OncoType DX is a test that may help guide treatment decisions for patients with Stage II colon cancer. This test estimates the risk of cancer recurrence by evaluating the activity of certain genes in a sample of tumor tissue. Risk of recurrence can vary greatly among patients with stage II colon cancer, and adjuvant (post-surgery) therapy is not routinely recommended for all patients with Stage II colon cancer, but may be considered for high-risk patients.(26) Learn more about Oncotype.....
Treatment information concerning colon cancer is categorized and discussed by the stage and presence or absence of specific biomarkers. In order to learn more about the most recent information available concerning the treatment of colon cancer, select the appropriate stage.
Stages of Colon Cancer
Screening and Prevention of Colon Cancer
Colorectal cancer is the second leading cause of cancer death in the United States and strikes both men and women
The good news is that earlier detection of colorectal cancer through screening, coupled with improved treatment, has led to better colorectal cancer survival. Mortality rates have declined by almost three percent per year since 1998.(27)
The chance of an individual developing cancer depends on both inherited genetic factors as well as environmental or behavioral factors. By understanding what factors can increase the risk of colorectal cancer, you may be able to take steps to reduce your risk or to detect the cancer at an early stage.
People with a family history of colorectal cancer are at increased risk for the disease, but risk is particularly elevated to people with certain inherited genetic conditions.
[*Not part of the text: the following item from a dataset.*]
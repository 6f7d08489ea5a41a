#[cfg(feature = "vector")]
mod usearch_wrapper;

#[cfg(feature = "vector")]
pub use usearch_wrapper::{IndexMetric, UsearchWrapper};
Familial adenomatous polyposis (FAP) and hereditary non-polyposis colorectal cancer (HNPCC; also called Lynch Syndrome) each greatly increase the risk of colorectal cancer. FAP and HNPCC account for a relatively small percentage (5-10%) of all colorectal cancers, but people with these conditions have a high lifetime risk of colorectal cancer, and often develop cancer at a much younger age than other people.
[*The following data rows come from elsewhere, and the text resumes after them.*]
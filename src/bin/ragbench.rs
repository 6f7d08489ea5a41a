//! ragbench - retrieval evaluation for semantic search
//!
//! Builds a news-headline test subset, indexes it, and scores retrieval with
//! Recall@K, distance thresholds and robustness query pairs.

use anyhow::{bail, Context, Result};
use clap::{Args, Parser, Subcommand};
use ragbench::corpus::{self, cases};
use ragbench::harness::RetrievalHarness;
use ragbench::{report, Config, Corpus, RecordedRetriever, Retriever};
use std::path::{Path, PathBuf};
use tokio_util::sync::CancellationToken;
use tracing::info;

/// ragbench - measure whether semantic search returns the right headlines
#[derive(Parser)]
#[command(
    name = "ragbench",
    author,
    version,
    about = "Retrieval evaluation harness: Recall@K, distance thresholds and robustness pairs",
    long_about = r#"
ragbench scores a semantic search setup against hand-curated queries.

Modes:
  - Recall@K: is the known-correct headline in the top K?
  - Threshold: which results fall under a distance cut-off?
  - Robustness: how do synonym, polysemy and foil query pairs compare?

Examples:
  ragbench subset                             Build data/test_data_subset.json
  ragbench recall                             Recall@3 with the built-in golden set
  ragbench recall --sweep 1,3,5,10            Recall at several K values
  ragbench threshold --threshold 0.75         Accept results closer than 0.75
  ragbench robustness --json                  Pair comparison as JSON
  ragbench recall --recorded runs.json        Score stored results without a model
  ragbench search                             Interactive headline search
"#
)]
struct Cli {
    #[command(subcommand)]
    command: Commands,

    /// JSON config file
    #[arg(short, long, global = true)]
    config: Option<PathBuf>,

    /// Print reports as JSON instead of text
    #[arg(long, global = true)]
    json: bool,

    /// Maximum retrieval calls in flight
    #[arg(long, global = true)]
    concurrency: Option<usize>,

    /// Per-call retrieval timeout in milliseconds
    #[arg(long, global = true)]
    timeout_ms: Option<u64>,
}

#[derive(Subcommand)]
enum Commands {
    /// Build the evaluation subset from the raw dataset
    Subset(SubsetArgs),

    /// Recall@K against a golden set
    Recall(RecallArgs),

    /// Distance-threshold analysis
    Threshold(ThresholdArgs),

    /// Synonymy / polysemy / foil pair comparison
    #[command(alias = "pairs")]
    Robustness(PairArgs),

    /// Interactive headline search
    #[command(alias = "console")]
    Search(SearchArgs),

    /// Display version and build information
    Info,
}

#[derive(Args)]
struct SubsetArgs {
    /// Raw News Category dataset (JSON Lines)
    #[arg(short, long)]
    input: Option<PathBuf>,

    /// Where to write the subset
    #[arg(short, long)]
    output: Option<PathBuf>,

    /// Leading records considered
    #[arg(long, default_value_t = corpus::DEFAULT_MAX_RECORDS)]
    max_records: usize,

    /// Most frequent categories kept
    #[arg(long, default_value_t = corpus::DEFAULT_CATEGORY_COUNT)]
    categories: usize,
}

#[derive(Args)]
struct SourceArgs {
    /// Replay stored results (JSON map of query -> [[id, distance], ...])
    #[arg(long)]
    recorded: Option<PathBuf>,

    /// Subset to index and to look headlines up in
    #[arg(long)]
    subset: Option<PathBuf>,

    /// Index metric: l2 or cosine
    #[arg(long)]
    metric: Option<String>,
}

#[derive(Args)]
struct RecallArgs {
    #[command(flatten)]
    source: SourceArgs,

    /// Golden set file ({query, expected_id} records); built-in set if omitted
    #[arg(long)]
    cases: Option<PathBuf>,

    /// Results per query
    #[arg(short, long)]
    k: Option<usize>,

    /// Comma-separated K values to sweep instead of a single K
    #[arg(long, value_delimiter = ',')]
    sweep: Vec<usize>,
}

#[derive(Args)]
struct ThresholdArgs {
    #[command(flatten)]
    source: SourceArgs,

    /// Probe queries ({query, threshold?} records); built-in probes if omitted
    #[arg(long)]
    cases: Option<PathBuf>,

    /// Results fetched per query before filtering
    #[arg(short, long)]
    k: Option<usize>,

    /// Accept results with distance below this value
    #[arg(short, long)]
    threshold: Option<f32>,
}

#[derive(Args)]
struct PairArgs {
    #[command(flatten)]
    source: SourceArgs,

    /// Pair file ({query_a, query_b, relationship_kind, target_id?} records)
    #[arg(long)]
    cases: Option<PathBuf>,

    /// Results per query
    #[arg(short, long)]
    k: Option<usize>,
}

#[derive(Args)]
struct SearchArgs {
    #[command(flatten)]
    source: SourceArgs,

    /// Results shown per query
    #[arg(short, long, default_value = "3")]
    k: usize,
}

fn load_config(cli: &Cli) -> Result<Config> {
    let mut config = match &cli.config {
        Some(path) => Config::from_file(path)?,
        None => Config::default(),
    };
    if let Some(n) = cli.concurrency {
        config.harness.concurrency = n;
    }
    if let Some(ms) = cli.timeout_ms {
        config.harness.timeout_ms = ms;
    }
    config.validate()?;
    Ok(config)
}

fn load_corpus(path: &Path) -> Result<Corpus> {
    let documents = corpus::load_subset(path).with_context(|| {
        format!(
            "Cannot load subset '{}'; run 'ragbench subset' first",
            path.display()
        )
    })?;
    Corpus::new(documents)
}

/// Pick the retriever for a run, with the corpus used for headline lookups
fn open_source(source: &SourceArgs, config: &Config) -> Result<(Box<dyn Retriever>, Option<Corpus>)> {
    let subset_path = source.subset.clone().unwrap_or_else(|| config.subset_path.clone());

    if let Some(recorded) = &source.recorded {
        let retriever = RecordedRetriever::from_file(recorded)?;
        info!("Replaying {} recorded queries", retriever.len());
        let corpus = if subset_path.exists() {
            Some(load_corpus(&subset_path)?)
        } else {
            None
        };
        return Ok((Box::new(retriever), corpus));
    }

    let corpus = load_corpus(&subset_path)?;
    let retriever = build_vector_retriever(&corpus, source, config)?;
    Ok((retriever, Some(corpus)))
}

#[cfg(all(feature = "embedding", feature = "vector"))]
fn build_vector_retriever(corpus: &Corpus, source: &SourceArgs, config: &Config) -> Result<Box<dyn Retriever>> {
    use ragbench::ai::EmbeddingWrapper;
    use ragbench::vector::IndexMetric;

    let metric: IndexMetric = source.metric.as_deref().unwrap_or(&config.metric).parse()?;
    eprintln!("Embedding {} headlines...", corpus.len());
    let embedding = EmbeddingWrapper::new()?;
    let retriever = ragbench::VectorRetriever::build(corpus, embedding, metric)?;
    Ok(Box::new(retriever))
}

#[cfg(not(all(feature = "embedding", feature = "vector")))]
fn build_vector_retriever(_corpus: &Corpus, _source: &SourceArgs, _config: &Config) -> Result<Box<dyn Retriever>> {
    bail!("Vector retrieval needs the 'embedding' and 'vector' features; use --recorded or rebuild with default features")
}

/// Token cancelled on Ctrl-C; in-flight retrievals are left to finish
fn interrupt_token() -> CancellationToken {
    let token = CancellationToken::new();
    let trigger = token.clone();
    tokio::spawn(async move {
        if tokio::signal::ctrl_c().await.is_ok() {
            eprintln!("Interrupted: waiting for in-flight retrievals...");
            trigger.cancel();
        }
    });
    token
}

fn emit<T: serde::Serialize>(json: bool, value: &T, text: impl FnOnce() -> String) -> Result<()> {
    if json {
        println!("{}", report::to_json(value)?);
    } else {
        print!("{}", text());
    }
    Ok(())
}

#[tokio::main]
async fn main() -> Result<()> {
    // Initialize logging (only when RUST_LOG is set); stdout carries reports
    if std::env::var("RUST_LOG").is_ok() {
        tracing_subscriber::fmt().with_writer(std::io::stderr).init();
    }

    let cli = Cli::parse();

    if let Commands::Info = &cli.command {
        println!("ragbench - retrieval evaluation harness");
        println!("Version: {}", env!("CARGO_PKG_VERSION"));
        println!();
        println!("Features:");
        #[cfg(feature = "embedding")]
        println!("  - Embedding generation (fastembed)");
        #[cfg(not(feature = "embedding"))]
        println!("  - Embedding generation: disabled");
        #[cfg(feature = "vector")]
        println!("  - Vector index (usearch)");
        #[cfg(not(feature = "vector"))]
        println!("  - Vector index: disabled");
        return Ok(());
    }

    let config = load_config(&cli)?;

    match &cli.command {
        Commands::Subset(args) => {
            let input = args.input.clone().unwrap_or_else(|| config.dataset_path.clone());
            let output = args.output.clone().unwrap_or_else(|| config.subset_path.clone());

            let records = corpus::load_news_jsonl(&input)?;
            if records.is_empty() {
                bail!("Dataset '{}' is empty", input.display());
            }
            let documents = corpus::build_subset(&records, args.max_records, args.categories);
            corpus::write_subset(&output, &documents)?;
            println!(
                "Saved {} test set records to '{}'",
                documents.len(),
                output.display()
            );
        }

        Commands::Recall(args) => {
            let golden = match &args.cases {
                Some(path) => cases::load_golden_set(path)?,
                None => cases::builtin_golden_set(),
            };
            let (retriever, _corpus) = open_source(&args.source, &config)?;
            let harness = RetrievalHarness::new(retriever.as_ref(), config.harness.clone())
                .with_cancellation(interrupt_token());

            if args.sweep.is_empty() {
                let k = args.k.unwrap_or(config.recall_k);
                let result = harness.evaluate_recall(&golden, k).await?;
                emit(cli.json, &result, || report::render_recall(&result))?;
            } else {
                let results = harness.recall_sweep(&golden, &args.sweep).await?;
                emit(cli.json, &results, || {
                    results.iter().map(report::render_recall).collect::<Vec<_>>().join("\n")
                })?;
            }
        }

        Commands::Threshold(args) => {
            let probes = match &args.cases {
                Some(path) => cases::load_threshold_cases(path)?,
                None => cases::builtin_threshold_cases(),
            };
            let (retriever, corpus) = open_source(&args.source, &config)?;
            let harness = RetrievalHarness::new(retriever.as_ref(), config.harness.clone())
                .with_cancellation(interrupt_token());

            let k = args.k.unwrap_or(config.threshold_k);
            let threshold = args.threshold.or(config.threshold);
            let result = harness.filter_by_threshold(&probes, k, threshold).await?;
            emit(cli.json, &result, || report::render_threshold(&result, corpus.as_ref()))?;
        }

        Commands::Robustness(args) => {
            let pairs = match &args.cases {
                Some(path) => cases::load_pair_cases(path)?,
                None => cases::builtin_pair_cases(),
            };
            let (retriever, corpus) = open_source(&args.source, &config)?;
            let harness = RetrievalHarness::new(retriever.as_ref(), config.harness.clone())
                .with_cancellation(interrupt_token());

            let k = args.k.unwrap_or(config.pairs_k);
            let result = harness.compare_pairs(&pairs, k).await?;
            emit(cli.json, &result, || report::render_pairs(&result, corpus.as_ref()))?;
        }

        Commands::Search(args) => {
            let (retriever, corpus) = open_source(&args.source, &config)?;
            let corpus = corpus.unwrap_or_default();
            ragbench::cli::console::run(retriever.as_ref(), &corpus, args.k).await?;
        }

        Commands::Info => unreachable!("handled before configuration is loaded"),
    }

    Ok(())
}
HNPCC is the most common type of hereditary colorectal cancer, and results from inherited mutations in genes involved in DNA mismatch repair. In individuals with HNPCC, the average age at diagnosis of colorectal cancer is about 45 years. Other cancers that are more common in HNPCC families include cancers of the endometrium (the lining of the uterus), ovary, small intestine, ureter, and renal pelvis.
FAP results from inherited mutations in the adenomatous polyposis coli (APC) gene. People with FAP tend to develop numerous colorectal polyps, and polyps may occur as early as the preteen years.
All people with a family history of colorectal cancer should discuss their history with their physician in order to identify the optimal approach to surveillance and prevention. Screening may need to begin at a very early age for some people. (4,27)
Inflammatory Bowel Disease (IBD): The two major types of inflammatory bowel disease—ulcerative colitis and Crohn’s disease—substantially increase the risk of colorectal cancer. An estimated 10-15% of deaths among people with IBD are due to colorectal cancer. Because of this increased risk, people with IBD often undergo earlier and more frequent colorectal cancer screening. (27)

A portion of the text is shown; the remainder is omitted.